Users of the GEMs often find that they need to apply the forward and backward maps iteratively in order to obtain code maps (or links) that would otherwise be missed. According to Boyd et al.,25 36 percent of the ICD-9-CM codes are involved in so-called convoluted mappings, meaning that they are not simple one-to-one, one-to-many, or many-to-one maps to ICD-10-CM codes. In these complex cases, iterative application of the forward and backward maps will discover more and more links from an ICD-9-CM source code to ICD-10-CM targets (see Methods section). As an example, consider the ICD-9-CM code 648.82 Abnormal glucose tolerance of mother, delivered, with mention of postpartum complication. Using either the forward or the backward GEM alone, one will find the target ICD-10-CM code O99.815 Abnormal glucose complicating the puerperium. With the iterative use of the two GEMs, three additional relevant ICD-10-CM target codes can be found:

  • O24.430 Gestational diabetes mellitus in the puerperium, diet controlled

  • O24.434 Gestational diabetes mellitus in the puerperium, insulin controlled

  • O24.439 Gestational diabetes mellitus in the puerperium, unspecified control.

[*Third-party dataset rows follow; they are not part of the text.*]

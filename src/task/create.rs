//! Table provisioning.

use super::{write_token, DbmsTask};
use crate::config::DbmsConfig;
use crate::connection::ConnectionProvider;
use crate::context::ServiceContext;
use crate::error::TaskError;

/// A task that creates one table.
pub trait CreateTable: DbmsTask {
    /// Primary-key columns, in key order. Must not be empty.
    fn primary_key(&self) -> &[String];

    /// Column definitions for every field, including the key columns,
    /// e.g. `num integer, data varchar`.
    fn field_string(&self) -> String;

    /// The DDL statement this task issues.
    fn create_table_query(&self) -> String {
        format!(
            "CREATE TABLE {}({}, PRIMARY KEY ({}));",
            self.table_name(),
            self.field_string(),
            self.primary_key().join(",")
        )
    }
}

/// Issues a task's `CREATE TABLE` once and records completion.
///
/// There is no existence pre-check: running against a table that already
/// exists fails at the database and surfaces as
/// [`TaskError::TableCreation`].
pub struct TableCreator<'a> {
    task: &'a dyn CreateTable,
}

impl<'a> TableCreator<'a> {
    /// Wraps a task.
    #[must_use]
    pub fn new(task: &'a dyn CreateTable) -> Self {
        Self { task }
    }

    /// Executes and commits the DDL, closes the connection, then writes the
    /// completion token.
    ///
    /// # Errors
    ///
    /// Returns [`TaskError::InvalidTask`] for an empty primary key,
    /// connection and configuration errors from the provider,
    /// [`TaskError::TableCreation`] if the database rejects the statement,
    /// and [`TaskError::Token`] if the token cannot be written.
    pub fn run(&self, ctx: &ServiceContext, config: &DbmsConfig) -> Result<(), TaskError> {
        let task = self.task;
        if task.primary_key().is_empty() {
            let err = TaskError::InvalidTask(format!(
                "table {} must declare a primary key",
                task.table_name()
            ));
            tracing::warn!("{err}");
            return Err(err);
        }

        let statement = task.create_table_query();
        let backend = task.backend();
        let mut provider = ConnectionProvider::new(ctx.connector(backend), config, backend);

        let conn = provider.get_connection()?;
        tracing::info!(%backend, table = task.table_name(), "creating table");
        conn.execute(&statement).and_then(|()| conn.commit()).map_err(|e| {
            let err = TaskError::TableCreation { statement: statement.clone(), detail: e.to_string() };
            tracing::warn!("{err}");
            err
        })?;
        provider.release();

        write_token(ctx.tokens.as_ref(), task.output_token())
    }
}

However, two problems arise when using the forward and backward GEMs iteratively. First, it may take many iterations to exhaust all mapping relationships because some of the convoluted mappings are open-ended. Second, some of the additional codes discovered in this way are not relevant. The aim of this study is to determine the optimal way to use the GEMs in the context of ICD-9-CM code translation in phenotypic definition.

Methods

Generation of the Target ICD-10-CM Codes

In this study, we compared four progressively more aggressive methods for using the GEMs (Figure 1). The goal of each method was to identify, for each ICD-9-CM code (the source code), one or more corresponding ICD-10-CM codes (the target codes). For all methods, we used a combination of the forward and backward GEMs to discover linkages between ICD-9-CM and ICD-10-CM codes. We treated the linkages in the forward and backward GEMs as the same, ignoring the stated directionality of the maps. In increasing order of aggressiveness, the methods are the following:

  1. Simple forward map (SFM): uses only direct links from the forward GEM. All ICD-10-CM codes linked to an ICD-9-CM code in the forward GEM are used as targets.

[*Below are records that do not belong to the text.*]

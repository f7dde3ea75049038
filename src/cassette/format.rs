//! Cassette data structures for recording and replaying interactions.

use chrono::{DateTime, Utc};
use serde::{Deserialize, Serialize};

/// A single recorded interaction with an external port.
#[derive(Debug, Clone, Serialize, Deserialize, PartialEq)]
pub struct Interaction {
    /// Sequence number (assigned automatically by the recorder).
    pub seq: u64,
    /// Port name (`postgres`, `mysql`, `tokens`).
    pub port: String,
    /// Method name invoked on the port.
    pub method: String,
    /// Input data sent to the port.
    pub input: serde_json::Value,
    /// Output data returned from the port.
    pub output: serde_json::Value,
}

/// A cassette containing a sequence of recorded interactions.
#[derive(Debug, Clone, Serialize, Deserialize, PartialEq)]
pub struct Cassette {
    /// Human-readable name for this cassette.
    pub name: String,
    /// When this cassette was recorded.
    pub recorded_at: DateTime<Utc>,
    /// Ordered list of interactions.
    pub interactions: Vec<Interaction>,
}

  2. Forward backward map (FBM): uses direct links from both the forward and backward GEMs. This includes all maps in SFM, plus additional map targets identified by the links between ICD-9-CM and ICD-10-CM codes in the backward GEM.

  3. Secondary map (SM): uses all maps in FBM, plus additional target codes identified by secondary ICD-9-CM codes.

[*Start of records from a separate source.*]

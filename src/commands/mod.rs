//! Command dispatch and handlers.

pub mod create;
pub mod status;
pub mod verify;

use std::env;
use std::path::{Path, PathBuf};

use crate::cassette::session::{RecordingSession, RECORD_ENV};
use crate::cli::{Cli, Command};
use crate::config::DbmsConfig;
use crate::context::ServiceContext;
use crate::task::TaskDefinition;

/// Dispatch a parsed command to its handler.
///
/// When `TABLEGATE_RECORD` is set to a directory path, all port
/// interactions are recorded to per-port cassette files in that directory.
///
/// # Errors
///
/// Returns an error string if the selected command handler fails.
pub fn dispatch(cli: &Cli) -> Result<(), String> {
    let (ctx, session) = if let Ok(path) = env::var(RECORD_ENV) {
        let (ctx, session) = ServiceContext::recording_at(PathBuf::from(path))?;
        (ctx, Some(session))
    } else {
        (ServiceContext::live(), None)
    };

    let result = dispatch_with_context(cli, &ctx);

    // Finish recording after command completes (even on error)
    if let Some(session) = session {
        // Drop context first to release Arc references
        drop(ctx);
        finish_recording(session)?;
    }

    result
}

/// Dispatch a command with the given service context.
fn dispatch_with_context(cli: &Cli, ctx: &ServiceContext) -> Result<(), String> {
    let config = cli.config.as_deref();
    match &cli.command {
        Command::Create { task } => create::run_with_context(ctx, config, task),
        Command::Verify { task } => verify::run_with_context(ctx, config, task),
        Command::Status { task } => status::run_with_context(ctx, task),
    }
}

/// Finish a recording session and print the output directory.
fn finish_recording(session: RecordingSession) -> Result<(), String> {
    let output_dir = session.finish()?;
    eprintln!("Recording saved to: {}", output_dir.display());
    Ok(())
}

fn load_task(path: &Path) -> Result<TaskDefinition, String> {
    TaskDefinition::load(path).map_err(|e| e.to_string())
}

fn load_config(explicit: Option<&Path>) -> Result<DbmsConfig, String> {
    let path = DbmsConfig::resolve_path(explicit);
    tracing::debug!(path = %path.display(), "loading connection config");
    DbmsConfig::load(&path)
}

    The following are the steps to generate SM:
    1. Based on FBM, identify secondary ICD-9-CM codes, which are defined as ICD-9-CM codes that share the same target ICD-10-CM code as the primary ICD-9-CM source code. In Figure 1, consider the (primary) ICD-9-CM source code A. It has targets W and X in FBM; while another ICD-9-CM code B has targets X and Y in FBM. Since A and B share the same target X, B is identified as a secondary code of A.
    2. Add the targets of the secondary codes in FBM to the list of targets for the primary source code. In Figure 1, X and Y are added as targets for source code A.

  4. Tertiary map (TM): uses all maps in SM, plus additional target codes identified by tertiary ICD-9-CM codes.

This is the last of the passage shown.